About Me
I am drawn to moments of vulnerability—when the familiar turns strange, and the ordinary becomes heavy with meaning. My paintings explore landscapes where the boundaries between memory and reality, past and present, are blurred. These spaces exist in a state of tension: strength and fragility, growth and decay, resilience and suffocation. The ambiguity reinforces a lingering unease, as if the viewer is caught between worlds, where time dissolves, and everything feels both intimate and uncertain.
Through landscapes as psychological spaces, I investigate how nature mirrors internal struggles. Dark, damp environments and parasitic growths symbolize vulnerability, anger, and existential dread. Moss and plants serve as metaphors for these experiences—slowly overtaking and consuming, much like fear and anxiety that quietly spread until they define one’s existence.
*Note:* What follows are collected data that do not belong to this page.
//! Spotify client error types.

use reqwest::StatusCode;
use thiserror::Error;

#[derive(Debug, Error)]
pub enum SpotifyError {
    #[error("HTTP client error: {0}")]
    Http(String),

    #[error("Spotify API returned HTTP {status}: {body}")]
    Status { status: StatusCode, body: String },

    #[error("Access token rejected by Spotify")]
    Unauthorized,

    #[error("Failed to decode Spotify response: {0}")]
    Decode(String),

    #[error("OAuth error: {0}")]
    OAuth(String),

    #[error("OAuth state mismatch")]
    StateMismatch,

    #[error("Authorization code missing from callback")]
    MissingCode,
}

impl SpotifyError {
    /// True when the failure means the session can no longer talk to Spotify.
    ///
    /// Covers a 401 from the Web API and a token endpoint rejecting the grant.
    /// Transient failures (timeouts, 5xx, 429) return false, including those
    /// hit while refreshing.
    #[must_use]
    pub fn is_unauthorized(&self) -> bool {
        matches!(self, SpotifyError::Unauthorized | SpotifyError::OAuth(_))
    }
}

impl From<reqwest::Error> for SpotifyError {
    fn from(err: reqwest::Error) -> Self {
        if err.is_decode() {
            SpotifyError::Decode(err.to_string())
        } else {
            SpotifyError::Http(err.to_string())
        }
    }
}

impl From<serde_json::Error> for SpotifyError {
    fn from(err: serde_json::Error) -> Self {
        SpotifyError::Decode(err.to_string())
    }
}

pub type SpotifyResult<T> = Result<T, SpotifyError>;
As someone deeply sensitive to noise and light, I find refuge in quiet, shadowed environments where overwhelming sensations recede. At the same time, I am drawn to contrast. My grotesque self-portrait—with exaggerated ears, an unnerving smile, and bared teeth—captures this duality. This tension between joy and unease echoes the landscapes I paint: places that feel alive yet suffocating, beautiful yet unsettling.
I do not seek to provide direct answers in my work. Instead, I create spaces for personal projection—where a dark landscape or grotesque portrait invites introspection. My representational approach, infused with expressive elements, carefully constructs tension. Plants act as silent witnesses to human presence and absence. These compositions do not merely depict discomfort; they immerse the viewer in it, making unease something to be felt rather than observed.
Anxiety and fear creep slowly, taking root in ways we do not always recognize. I want my viewers to experience that sensation—not just to see it, but to feel its quiet, inescapable weight. The darkness in my work is not just visual; it lingers, pressing in on the viewer, creating a moment where they must confront their own emotions. My goal is not submission to darkness but an intensification of it—so overwhelming that the viewer is forced to step back, to question it, and ultimately, to search for their own path forward.